**EXERCISE DIRECTIONS**
Transcribe each record below word for word.
□ □ □ □ □ □ □
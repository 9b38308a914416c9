//! Ignore rules and entry filtering
//!
//! This module decides which source entries take part in a pass. An
//! entry is excluded when its name sits on the fixed blacklist or when
//! any pattern loaded from the source root's ignore file matches it.

use hlsync_core::types::SyncEntry;

pub mod loader;
pub mod pattern;

// Re-export main types
pub use loader::load_ignore_rules;
pub use pattern::{IgnorePattern, PatternMatcher};

/// Names excluded from every pass, regardless of ignore-file contents
pub const DEFAULT_BLACKLIST: &[&str] = &[
    "node_modules",
    ".git",
    ".github",
    ".gradle",
    "package.json",
    ".gitignore",
    ".npmignore",
    ".idea",
];

/// Decide whether an entry is excluded from the pass.
///
/// Matching is a disjunction: the first blacklist hit or pattern match
/// settles the outcome, and pattern order never changes the result.
pub fn should_skip(entry: &SyncEntry, blacklist: &[&str], patterns: &[IgnorePattern]) -> bool {
    if blacklist.contains(&entry.name.as_str()) {
        return true;
    }

    patterns
        .iter()
        .any(|p| p.matches(&entry.name, entry.is_directory))
}

#[cfg(test)]
mod tests {
    use super::*;
    use std::path::Path;

    fn entry(name: &str, is_directory: bool) -> SyncEntry {
        SyncEntry {
            name: name.to_string(),
            source_path: Path::new("/src").join(name),
            dest_path: Path::new("/dst").join(name),
            is_directory,
        }
    }

    #[test]
    fn test_blacklist_always_skips() {
        for name in DEFAULT_BLACKLIST {
            assert!(
                should_skip(&entry(name, false), DEFAULT_BLACKLIST, &[]),
                "expected '{}' to be skipped",
                name
            );
        }
    }

    #[test]
    fn test_blacklist_skips_even_with_empty_patterns() {
        let patterns = vec![IgnorePattern::new("unrelated")];
        assert!(should_skip(
            &entry("node_modules", true),
            DEFAULT_BLACKLIST,
            &patterns
        ));
    }

    #[test]
    fn test_non_matching_entry_is_kept() {
        let patterns = vec![IgnorePattern::new("build/"), IgnorePattern::new("dist")];
        assert!(!should_skip(
            &entry("keep.txt", false),
            DEFAULT_BLACKLIST,
            &patterns
        ));
    }

    #[test]
    fn test_pattern_match_skips() {
        let patterns = vec![IgnorePattern::new("build/")];
        assert!(should_skip(
            &entry("build", true),
            DEFAULT_BLACKLIST,
            &patterns
        ));
        // a plain file named "build" does not match the directory pattern
        assert!(!should_skip(
            &entry("build", false),
            DEFAULT_BLACKLIST,
            &patterns
        ));
    }

    #[test]
    fn test_any_pattern_suffices() {
        let patterns = vec![
            IgnorePattern::new("nope"),
            IgnorePattern::new(r"\.log$"),
            IgnorePattern::new("other"),
        ];
        assert!(should_skip(
            &entry("debug.log", false),
            DEFAULT_BLACKLIST,
            &patterns
        ));
    }
}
□ □ □ □ □ □ □
**RESULT FOR THIS TASK**
repository 9b38308a914416c9
//! Ignore rules and entry filtering
//!
//! This module decides which source entries take part in a pass. An
//! entry is excluded when its name sits on the fixed blacklist or when
//! any pattern loaded from the source root's ignore file matches it.

use hlsync_core::types::SyncEntry;

pub mod loader;
pub mod pattern;

// Re-export main types
pub use loader::load_ignore_rules;
pub use pattern::{IgnorePattern, PatternMatcher};

/// Names excluded from every pass, regardless of ignore-file contents
pub const DEFAULT_BLACKLIST: &[&str] = &[
    "node_modules",
    ".git",
    ".github",
    ".gradle",
    "package.json",
    ".gitignore",
    ".npmignore",
    ".idea",
];

/// Decide whether an entry is excluded from the pass.
///
/// Matching is a disjunction: the first blacklist hit or pattern match
/// settles the outcome, and pattern order never changes the result.
pub fn should_skip(entry: &SyncEntry, blacklist: &[&str], patterns: &[IgnorePattern]) -> bool {
    if blacklist.contains(&entry.name.as_str()) {
        return true;
    }

    patterns
        .iter()
        .any(|p| p.matches(&entry.name, entry.is_directory))
}

#[cfg(test)]
mod tests {
    use super::*;
    use std::path::Path;

    fn entry(name: &str, is_directory: bool) -> SyncEntry {
        SyncEntry {
            name: name.to_string(),
            source_path: Path::new("/src").join(name),
            dest_path: Path::new("/dst").join(name),
            is_directory,
        }
    }

    #[test]
    fn test_blacklist_always_skips() {
        for name in DEFAULT_BLACKLIST {
            assert!(
                should_skip(&entry(name, false), DEFAULT_BLACKLIST, &[]),
                "expected '{}' to be skipped",
                name
            );
        }
    }

    #[test]
    fn test_blacklist_skips_even_with_empty_patterns() {
        let patterns = vec![IgnorePattern::new("unrelated")];
        assert!(should_skip(
            &entry("node_modules", true),
            DEFAULT_BLACKLIST,
            &patterns
        ));
    }

    #[test]
    fn test_non_matching_entry_is_kept() {
        let patterns = vec![IgnorePattern::new("build/"), IgnorePattern::new("dist")];
        assert!(!should_skip(
            &entry("keep.txt", false),
            DEFAULT_BLACKLIST,
            &patterns
        ));
    }

    #[test]
    fn test_pattern_match_skips() {
        let patterns = vec![IgnorePattern::new("build/")];
        assert!(should_skip(
            &entry("build", true),
            DEFAULT_BLACKLIST,
            &patterns
        ));
        // a plain file named "build" does not match the directory pattern
        assert!(!should_skip(
            &entry("build", false),
            DEFAULT_BLACKLIST,
            &patterns
        ));
    }

    #[test]
    fn test_any_pattern_suffices() {
        let patterns = vec![
            IgnorePattern::new("nope"),
            IgnorePattern::new(r"\.log$"),
            IgnorePattern::new("other"),
        ];
        assert!(should_skip(
            &entry("debug.log", false),
            DEFAULT_BLACKLIST,
            &patterns
        ));
    }
}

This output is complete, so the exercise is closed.